This is a draft version of course essay from Berkeley Summer Session 2021 (EPS-80).
Introduction
Huge environmental changes in my hometown have taken place for the past two decades of fast economic growth and industrialization, which is seen as a rough miniature of entering the Anthropocene. Using examples from class materials, my own experience and the book Under a White Sky, several key aspects of anthropogenic actions are analyzed briefly, including land use, agriculture, soil remediation and green house gas management. Finally some personal insights and preparations are mentioned.

Main Body
A glimpse of Anthropocene — a localized point of view
While I was going through the class, I kept thinking about what happened to my hometown located in the southeastern part of China. The past two decades had witnessed rapid economic growth, industrialization and urbanization.
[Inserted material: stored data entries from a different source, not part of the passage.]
//! Gzip compression of dump files.
//!
//! `compress` writes `<file>.gz` next to the input; `decompress` writes the
//! input path with its `.gz` extension removed. Both run on the blocking pool.

use flate2::Compression;
use flate2::read::GzDecoder;
use flate2::write::GzEncoder;
use std::fs::File;
use std::io::{BufReader, BufWriter, Write};
use std::path::{Path, PathBuf};

use super::executor::ExecutionError;

/// Extension appended to compressed files.
pub const GZIP_EXTENSION: &str = "gz";

/// Path of the compressed copy of `path`.
pub fn compressed_path(path: &Path) -> PathBuf {
    let mut name = path.as_os_str().to_os_string();
    name.push(".");
    name.push(GZIP_EXTENSION);
    PathBuf::from(name)
}

/// Path of the decompressed copy of `path`, if it ends in `.gz` (any case).
pub fn decompressed_path(path: &Path) -> Option<PathBuf> {
    let extension = path.extension()?.to_str()?;
    if extension.eq_ignore_ascii_case(GZIP_EXTENSION) {
        Some(path.with_extension(""))
    } else {
        None
    }
}

/// Gzip compressor.
#[derive(Debug, Clone, Copy)]
pub struct Compressor {
    level: Compression,
}

impl Default for Compressor {
    fn default() -> Self {
        Self {
            level: Compression::best(),
        }
    }
}

impl Compressor {
    /// Create a compressor using the best compression level.
    pub fn new() -> Self {
        Self::default()
    }

    /// Compress `path` into `<path>.gz`, replacing any existing file.
    pub async fn compress(&self, path: &Path) -> Result<PathBuf, ExecutionError> {
        let source = path.to_path_buf();
        let destination = compressed_path(path);
        let level = self.level;

        let target = destination.clone();
        tokio::task::spawn_blocking(move || compress_file(&source, &target, level))
            .await
            .map_err(|e| ExecutionError::Panicked(e.to_string()))??;
        Ok(destination)
    }

    /// Decompress `path` into the same path without `.gz`.
    pub async fn decompress(&self, path: &Path) -> Result<PathBuf, ExecutionError> {
        let destination =
            decompressed_path(path).ok_or_else(|| ExecutionError::NotGzip(path.to_path_buf()))?;
        let source = path.to_path_buf();

        let target = destination.clone();
        tokio::task::spawn_blocking(move || decompress_file(&source, &target))
            .await
            .map_err(|e| ExecutionError::Panicked(e.to_string()))??;
        Ok(destination)
    }
}

fn compress_file(source: &Path, destination: &Path, level: Compression) -> Result<(), ExecutionError> {
    let context = || format!("compressing '{}'", source.display());

    let input = File::open(source).map_err(|e| ExecutionError::io(context(), e))?;
    let output = File::create(destination).map_err(|e| ExecutionError::io(context(), e))?;

    let mut encoder = GzEncoder::new(BufWriter::new(output), level);
    std::io::copy(&mut BufReader::new(input), &mut encoder)
        .map_err(|e| ExecutionError::io(context(), e))?;
    encoder
        .finish()
        .map_err(|e| ExecutionError::io(context(), e))?
        .flush()
        .map_err(|e| ExecutionError::io(context(), e))?;
    Ok(())
}

fn decompress_file(source: &Path, destination: &Path) -> Result<(), ExecutionError> {
    let context = || format!("decompressing '{}'", source.display());

    let input = File::open(source).map_err(|e| ExecutionError::io(context(), e))?;
    let output = File::create(destination).map_err(|e| ExecutionError::io(context(), e))?;

    let mut decoder = GzDecoder::new(BufReader::new(input));
    let mut writer = BufWriter::new(output);
    std::io::copy(&mut decoder, &mut writer).map_err(|e| ExecutionError::io(context(), e))?;
    writer.flush().map_err(|e| ExecutionError::io(context(), e))?;
    Ok(())
}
When I recalled on how the landscapes looked like at the beginning and what it had become, I figured that this process could be seen as a miniature of what we've been through while entering the Anthropocene, which was believed to have been for just a century or two[1]. This miniature might not be accurate enough, because no trans-regional effect was involved in the narrative, and the time period is not long enough to verify the geological traces of anthropogenic impacts. Yet we can still find the relations to what we've discussed in class and what I've read in the book Under the White Sky.
In the early 2000's I used to spend time in the tiny farm of my grandparents, probably the size of half a tennis court. They grew common vegetables like Chinese cabbages and green vegetables, and in spring dug bamboo shoots from a bamboo forest next to the farmland. The agricultural methods were rather old-fashioned and manual — they used a small plough to loosen the soil, sowed seeds by hand, and used animal excrement as fertilizers. I still remember playing with a small hoe while the adults were busy hoeing to get rid of annoying weeds (I tried to do weeding by myself, but it turned out that all I could do was digging holes in bare soils). There was almost no sign of industrialization and machinery, and even the fence was built out of bamboo strips and wires tied together. This tiny farm provided us with lots of cooking ingredients, and was abandoned after my grandparents moved from the old house.